Fluoxetine is one of the most widely prescribed antidepressants and a selective inhibitor of presynaptic 5-HT transporters. The fornix is the commissural and projection fiber that transmits signals from the hippocampus to other parts of the brain and opposite site of hippocampus. The corpus callosum (CC) is the largest of the commissural fibers that link the cerebral cortex of the left and right cerebral hemispheres. These brain regions play pivotal roles in cognitive functions, and functional abnormalities in these regions have been implicated in the development of various brain diseases. The purpose of the present study was to investigate the effects of fluoxetine on the proliferation and/or survival of microglia and oligodendrocyte progenitor cells (OPCs) in the fornix and CC, the white matter connecting cortical-limbic system, of the adult mouse brain. The effects of fluoxetine on the proliferation and/or survival of microglia and OPCs were examined in lipopolysaccharide (LPS)-treated and normal mice. Proliferating cells were detected in mice that drank water containing the thymidine analog, bromodeoxyuridine (BrdU), using immunohistochemistry.
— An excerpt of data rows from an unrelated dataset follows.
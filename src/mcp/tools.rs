//! MCP tool definitions and handlers

use super::types::{McpError, ToolDefinition, ToolResult};
use crate::commands::{
    added_message, cmd_add_documents, cmd_delete_collection, cmd_list_collections, cmd_search,
    AddOptions, SearchOptions,
};
use crate::config::Config;
use crate::embed::ProviderKind;
use crate::pipeline::{render_results, StepGuard};
use crate::store::VectorStore;
use serde::de::{DeserializeOwned, Error as _};
use serde::{Deserialize, Deserializer};
use serde_json::{json, Value};
use std::path::PathBuf;
use tracing::{error, info};

/// Everything a tool call needs
pub struct ToolContext<'a> {
    pub config: &'a Config,
    pub store: &'a dyn VectorStore,
    pub guard: StepGuard,
}

#[derive(Debug, Deserialize)]
#[serde(rename_all = "camelCase")]
struct AddDocumentsArgs {
    file_path: String,
    collection: String,
    embedding_service: String,
    #[serde(default, deserialize_with = "whole_number")]
    chunk_size: Option<usize>,
    #[serde(default, deserialize_with = "whole_number")]
    chunk_overlap: Option<usize>,
}

#[derive(Debug, Deserialize)]
#[serde(rename_all = "camelCase")]
struct SearchArgs {
    query: String,
    collection: String,
    embedding_service: String,
    #[serde(default, deserialize_with = "whole_number")]
    limit: Option<usize>,
}

#[derive(Debug, Deserialize)]
struct DeleteCollectionArgs {
    collection: String,
}

/// JSON numbers such as `500` or `500.0`; fractional and negative values are rejected
fn whole_number<'de, D>(deserializer: D) -> Result<Option<usize>, D::Error>
where
    D: Deserializer<'de>,
{
    match Option::<f64>::deserialize(deserializer)? {
        None => Ok(None),
        Some(n) if n >= 0.0 && n.fract() == 0.0 && n <= usize::MAX as f64 => Ok(Some(n as usize)),
        Some(n) => Err(D::Error::custom(format!("expected a whole number, got {}", n))),
    }
}

fn embedding_service_schema() -> Value {
    json!({
        "type": "string",
        "enum": ProviderKind::ALL.iter().map(|k| k.as_str()).collect::<Vec<_>>(),
        "description": "Embedding service to use"
    })
}

/// Get all available tool definitions
pub fn get_tool_definitions() -> Vec<ToolDefinition> {
    vec![
        ToolDefinition {
            name: "list_collections".to_string(),
            description: "List all available Qdrant collections".to_string(),
            input_schema: json!({
                "type": "object",
                "properties": {},
                "required": []
            }),
        },
        ToolDefinition {
            name: "add_documents".to_string(),
            description: "Add documents to a Qdrant collection with specified embedding service"
                .to_string(),
            input_schema: json!({
                "type": "object",
                "properties": {
                    "filePath": {
                        "type": "string",
                        "description": "Path to the file to process"
                    },
                    "collection": {
                        "type": "string",
                        "description": "Name of the collection to add documents to"
                    },
                    "embeddingService": embedding_service_schema(),
                    "chunkSize": {
                        "type": "number",
                        "description": "Size of text chunks in characters (optional, default 1000)"
                    },
                    "chunkOverlap": {
                        "type": "number",
                        "description": "Overlap between chunks in characters (optional, default 200)"
                    }
                },
                "required": ["filePath", "collection", "embeddingService"]
            }),
        },
        ToolDefinition {
            name: "search".to_string(),
            description: "Search for similar documents in a collection".to_string(),
            input_schema: json!({
                "type": "object",
                "properties": {
                    "query": {
                        "type": "string",
                        "description": "Search query"
                    },
                    "collection": {
                        "type": "string",
                        "description": "Name of the collection to search in"
                    },
                    "embeddingService": embedding_service_schema(),
                    "limit": {
                        "type": "number",
                        "description": "Maximum number of results to return (optional)"
                    }
                },
                "required": ["query", "collection", "embeddingService"]
            }),
        },
        ToolDefinition {
            name: "delete_collection".to_string(),
            description: "Delete a Qdrant collection".to_string(),
            input_schema: json!({
                "type": "object",
                "properties": {
                    "collection": {
                        "type": "string",
                        "description": "Name of the collection to delete"
                    }
                },
                "required": ["collection"]
            }),
        },
    ]
}

/// Decode a tool's arguments, mapping any shape mismatch to -32602
fn parse_args<T: DeserializeOwned>(tool: &str, arguments: Option<Value>) -> Result<T, McpError> {
    let value = arguments.unwrap_or_else(|| json!({}));
    serde_json::from_value(value)
        .map_err(|_| McpError::invalid_params(format!("Invalid arguments for {}", tool)))
}

fn parse_service(tool: &str, service: &str) -> Result<ProviderKind, McpError> {
    service
        .parse()
        .map_err(|_| McpError::invalid_params(format!("Invalid arguments for {}", tool)))
}

/// Handle a tool call.
///
/// Protocol-level problems (unknown tool, bad arguments) are returned as
/// `Err`; failures of the operation itself become an error `ToolResult`.
pub async fn handle_tool_call(
    name: &str,
    arguments: Option<Value>,
    ctx: &ToolContext<'_>,
) -> Result<ToolResult, McpError> {
    match name {
        "list_collections" => Ok(handle_list_collections(ctx).await),
        "add_documents" => {
            let args: AddDocumentsArgs = parse_args(name, arguments)?;
            let provider = parse_service(name, &args.embedding_service)?;
            Ok(handle_add_documents(args, provider, ctx).await)
        }
        "search" => {
            let args: SearchArgs = parse_args(name, arguments)?;
            let provider = parse_service(name, &args.embedding_service)?;
            Ok(handle_search(args, provider, ctx).await)
        }
        "delete_collection" => {
            let args: DeleteCollectionArgs = parse_args(name, arguments)?;
            Ok(handle_delete_collection(args, ctx).await)
        }
        _ => Err(McpError::unknown_tool(name)),
    }
}

async fn handle_list_collections(ctx: &ToolContext<'_>) -> ToolResult {
    match cmd_list_collections(ctx.store, &ctx.guard).await {
        Ok(names) => match serde_json::to_string_pretty(&names) {
            Ok(text) => ToolResult::text(text),
            Err(e) => ToolResult::error(format!("Error listing collections: {}", e)),
        },
        Err(e) => {
            error!(error = %e, "list_collections failed");
            ToolResult::error(format!("Error listing collections: {}", e))
        }
    }
}

async fn handle_add_documents(
    args: AddDocumentsArgs,
    provider: ProviderKind,
    ctx: &ToolContext<'_>,
) -> ToolResult {
    let options = AddOptions {
        file: PathBuf::from(args.file_path),
        collection: args.collection,
        provider,
        chunk_size: args.chunk_size,
        chunk_overlap: args.chunk_overlap,
    };

    match cmd_add_documents(ctx.config, ctx.store, &options, &ctx.guard).await {
        Ok(stats) => {
            info!(
                chunks = stats.chunks_stored,
                collection = %stats.collection,
                "add_documents completed"
            );
            ToolResult::text(added_message(&stats))
        }
        Err(e) => {
            error!(error = %e, "add_documents failed");
            ToolResult::error(format!("Error adding documents: {}", e))
        }
    }
}

async fn handle_search(args: SearchArgs, provider: ProviderKind, ctx: &ToolContext<'_>) -> ToolResult {
    let options = SearchOptions {
        query: args.query,
        collection: args.collection,
        provider,
        limit: args.limit,
    };

    match cmd_search(ctx.config, ctx.store, &options, &ctx.guard).await {
        Ok(results) => ToolResult::text(render_results(&results)),
        Err(e) => {
            error!(error = %e, "search failed");
            ToolResult::error(format!("Error searching: {}", e))
        }
    }
}

async fn handle_delete_collection(args: DeleteCollectionArgs, ctx: &ToolContext<'_>) -> ToolResult {
    match cmd_delete_collection(ctx.store, &args.collection, &ctx.guard).await {
        Ok(()) => ToolResult::text(format!(
            "Successfully deleted collection: {}",
            args.collection
        )),
        Err(e) => {
            error!(error = %e, "delete_collection failed");
            ToolResult::error(format!("Error deleting collection: {}", e))
        }
    }
}
impl McpServer {
    /// Create a new MCP server; cancelling `shutdown` stops it and every call in flight
    pub fn new(config: Config, store: Arc<dyn VectorStore>, shutdown: CancellationToken) -> Self {
        Self {
            config: Arc::new(config),
            store,
            shutdown,
            in_flight: Arc::new(Mutex::new(HashMap::new())),
            next_dispatch: AtomicU64::new(0),
        }
    }

    /// Run the MCP server loop over stdio
    pub async fn run(&self) -> Result<()> {
        let stdin = tokio::io::BufReader::new(tokio::io::stdin());
        self.serve(stdin, tokio::io::stdout()).await?;
        Ok(())
    }

    /// Serve messages from `reader` until EOF or shutdown, returning the writer
    pub async fn serve<R, W>(&self, reader: R, writer: W) -> Result<W>
    where
        R: AsyncBufRead + Unpin,
        W: AsyncWrite + Unpin + Send + 'static,
    {
        info!("MCP server starting on stdio");

        let (tx, rx) = mpsc::unbounded_channel::<String>();
        let writer_task = tokio::spawn(write_lines(rx, writer));
        let mut tasks = JoinSet::new();
        let mut lines = reader.lines();

        loop {
            let line = tokio::select! {
                _ = self.shutdown.cancelled() => {
                    info!("Shutdown requested");
                    break;
                }
                line = lines.next_line() => line,
            };

            let line = match line {
                Ok(Some(l)) => l,
                Ok(None) => break,
                Err(e) => {
                    error!("Failed to read line: {}", e);
                    break;
                }
            };

            if line.trim().is_empty() {
                continue;
            }

            debug!("Received: {}", line);

            let message: McpMessage = match serde_json::from_str(&line) {
                Ok(m) => m,
                Err(e) => {
                    error!("Failed to parse message: {}", e);
                    let response =
                        McpResponse::error(None, McpError::parse_error(format!("Parse error: {}", e)));
                    send(&tx, &response);
                    continue;
                }
            };

            match message {
                McpMessage::Request(request) => self.dispatch(request, &tx, &mut tasks),
                McpMessage::Notification(notification) => {
                    self.handle_notification(notification)
                }
                McpMessage::Response(_) => {
                    warn!("Unexpected response message received");
                }
            }

            // Reap finished calls so the set does not grow for the whole session
            while tasks.try_join_next().is_some() {}
        }

        while let Some(joined) = tasks.join_next().await {
            if let Err(e) = joined {
                error!("Request task failed: {}", e);
            }
        }

        drop(tx);
        let writer = writer_task
            .await
            .map_err(|e| Error::McpProtocol(format!("Writer task failed: {}", e)))??;

        info!("MCP server shutting down");
        Ok(writer)
    }

    /// Spawn a task for one request, tracking its token for cancellation
    fn dispatch(
        &self,
        request: McpRequest,
        tx: &mpsc::UnboundedSender<String>,
        tasks: &mut JoinSet<()>,
    ) {
        let token = self.shutdown.child_token();
        let tracked = request
            .id
            .as_ref()
            .map(request_key)
            .map(|key| {
                let seq = self.track(key.clone(), token.clone());
                (key, seq)
            });

        let config = Arc::clone(&self.config);
        let store = Arc::clone(&self.store);
        let in_flight = Arc::clone(&self.in_flight);
        let tx = tx.clone();

        tasks.spawn(async move {
            let response = handle_request(request, &config, store.as_ref(), token.clone()).await;

            if let Some((key, seq)) = &tracked {
                untrack(&in_flight, key, *seq);
            }

            // A cancelled request gets no response
            if token.is_cancelled() {
                debug!("Dropping response for cancelled request");
                return;
            }
            send(&tx, &response);
        });
    }

    fn track(&self, key: String, token: CancellationToken) -> u64 {
        let seq = self.next_dispatch.fetch_add(1, Ordering::Relaxed);
        match self.in_flight.lock() {
            Ok(mut map) => map.entry(key).or_default().push((seq, token)),
            Err(e) => error!("In-flight table poisoned: {}", e),
        }
        seq
    }

    /// Handle notifications (fire-and-forget)
    fn handle_notification(&self, notification: McpNotification) {
        match notification.method.as_str() {
            "notifications/initialized" => {
                info!("Client initialized");
            }
            "notifications/cancelled" => {
                let params: Option<CancelledParams> = notification
                    .params
                    .and_then(|p| serde_json::from_value(p).ok());
                let Some(params) = params else {
                    warn!("Cancellation without a requestId");
                    return;
                };

                let key = request_key(&params.request_id);
                let tokens: Vec<CancellationToken> = self
                    .in_flight
                    .lock()
                    .ok()
                    .and_then(|map| map.get(&key).cloned())
                    .unwrap_or_default()
                    .into_iter()
                    .map(|(_, token)| token)
                    .collect();
                if tokens.is_empty() {
                    debug!(request_id = %key, "Cancellation for unknown request");
                    return;
                }

                info!(
                    request_id = %key,
                    reason = params.reason.as_deref().unwrap_or(""),
                    "Request cancelled"
                );
                for token in tokens {
                    token.cancel();
                }
            }
            _ => {
                debug!("Unknown notification: {}", notification.method);
            }
        }
    }
}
Fluoxetine significantly attenuated LPS-induced increases in the number of BrdU-labeled microglia and morphological activation from the ramified to ameboid shape, and decreased the number of BrdU-labeled OPCs under basal conditions. The present results indicate that fluoxetine exerts inhibitory effects on LPS-induced increases in the proliferation and/or survival and morphological activation of microglia and basal proliferation and/or survival of OPCs in the fornix and CC of adult mice.